The task: Search the material below for "message" and copy every line where it occurs.

————————

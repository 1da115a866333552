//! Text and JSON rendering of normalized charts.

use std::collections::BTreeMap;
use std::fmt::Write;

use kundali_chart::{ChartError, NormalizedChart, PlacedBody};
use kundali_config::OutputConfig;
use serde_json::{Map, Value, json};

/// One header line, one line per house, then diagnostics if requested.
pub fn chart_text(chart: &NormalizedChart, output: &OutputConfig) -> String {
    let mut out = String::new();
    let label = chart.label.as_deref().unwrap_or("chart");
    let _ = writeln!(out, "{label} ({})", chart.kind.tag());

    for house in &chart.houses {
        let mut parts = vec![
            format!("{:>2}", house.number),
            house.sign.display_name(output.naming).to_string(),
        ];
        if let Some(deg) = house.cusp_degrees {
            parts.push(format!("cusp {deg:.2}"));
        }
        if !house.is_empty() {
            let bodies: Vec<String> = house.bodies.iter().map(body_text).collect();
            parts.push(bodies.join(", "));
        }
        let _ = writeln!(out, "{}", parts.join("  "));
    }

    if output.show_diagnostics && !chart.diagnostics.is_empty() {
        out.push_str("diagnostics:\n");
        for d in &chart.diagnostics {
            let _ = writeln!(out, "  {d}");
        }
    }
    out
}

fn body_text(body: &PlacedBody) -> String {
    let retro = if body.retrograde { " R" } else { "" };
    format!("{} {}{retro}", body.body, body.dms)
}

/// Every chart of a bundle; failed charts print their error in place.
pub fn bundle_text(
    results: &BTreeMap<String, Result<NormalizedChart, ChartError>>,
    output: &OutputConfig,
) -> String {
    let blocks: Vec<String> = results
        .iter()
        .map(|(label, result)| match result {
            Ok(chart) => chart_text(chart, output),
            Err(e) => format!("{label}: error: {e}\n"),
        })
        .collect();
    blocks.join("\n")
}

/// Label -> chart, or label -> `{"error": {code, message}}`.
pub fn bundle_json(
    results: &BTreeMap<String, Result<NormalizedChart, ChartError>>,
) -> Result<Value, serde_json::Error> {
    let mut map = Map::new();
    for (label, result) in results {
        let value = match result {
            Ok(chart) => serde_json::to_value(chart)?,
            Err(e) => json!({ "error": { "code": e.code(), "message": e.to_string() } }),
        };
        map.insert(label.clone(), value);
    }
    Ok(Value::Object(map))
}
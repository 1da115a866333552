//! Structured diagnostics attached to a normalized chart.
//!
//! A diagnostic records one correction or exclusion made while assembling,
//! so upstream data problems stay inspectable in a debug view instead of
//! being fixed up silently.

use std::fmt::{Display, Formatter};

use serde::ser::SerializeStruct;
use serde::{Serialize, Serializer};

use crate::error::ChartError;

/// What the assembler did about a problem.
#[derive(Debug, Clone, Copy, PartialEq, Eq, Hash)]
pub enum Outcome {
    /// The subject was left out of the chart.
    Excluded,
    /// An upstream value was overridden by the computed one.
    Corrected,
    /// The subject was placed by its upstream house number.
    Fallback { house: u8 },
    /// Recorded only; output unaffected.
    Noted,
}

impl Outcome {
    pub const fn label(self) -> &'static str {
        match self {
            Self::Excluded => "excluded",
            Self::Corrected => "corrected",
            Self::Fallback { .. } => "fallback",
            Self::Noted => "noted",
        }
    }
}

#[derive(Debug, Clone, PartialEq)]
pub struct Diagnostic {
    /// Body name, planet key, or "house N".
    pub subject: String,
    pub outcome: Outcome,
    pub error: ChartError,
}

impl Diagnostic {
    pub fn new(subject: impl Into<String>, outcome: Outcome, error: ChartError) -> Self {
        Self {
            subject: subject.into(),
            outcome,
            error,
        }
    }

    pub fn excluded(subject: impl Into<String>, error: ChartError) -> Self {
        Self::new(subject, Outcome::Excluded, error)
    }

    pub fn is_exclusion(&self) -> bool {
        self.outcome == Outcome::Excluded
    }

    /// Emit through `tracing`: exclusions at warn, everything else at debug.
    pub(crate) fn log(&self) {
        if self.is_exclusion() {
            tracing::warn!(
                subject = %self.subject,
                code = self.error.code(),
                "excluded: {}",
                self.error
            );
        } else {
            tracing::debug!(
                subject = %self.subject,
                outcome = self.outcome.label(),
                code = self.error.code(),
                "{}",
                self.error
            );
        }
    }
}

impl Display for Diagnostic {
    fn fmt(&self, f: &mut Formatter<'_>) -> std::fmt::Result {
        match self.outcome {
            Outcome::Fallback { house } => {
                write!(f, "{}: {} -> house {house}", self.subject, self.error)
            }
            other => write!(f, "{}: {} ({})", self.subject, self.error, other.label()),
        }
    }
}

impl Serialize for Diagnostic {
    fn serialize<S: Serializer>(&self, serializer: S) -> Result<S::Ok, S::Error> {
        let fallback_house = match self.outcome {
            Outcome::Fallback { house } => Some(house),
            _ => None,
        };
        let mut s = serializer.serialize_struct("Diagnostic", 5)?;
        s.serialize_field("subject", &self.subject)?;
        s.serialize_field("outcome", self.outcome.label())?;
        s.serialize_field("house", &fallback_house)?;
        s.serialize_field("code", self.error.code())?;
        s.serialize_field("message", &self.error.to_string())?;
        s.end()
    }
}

————————

Task solution:
/// Label -> chart, or label -> `{"error": {code, message}}`.
            Err(e) => json!({ "error": { "code": e.code(), "message": e.to_string() } }),
        s.serialize_field("message", &self.error.to_string())?;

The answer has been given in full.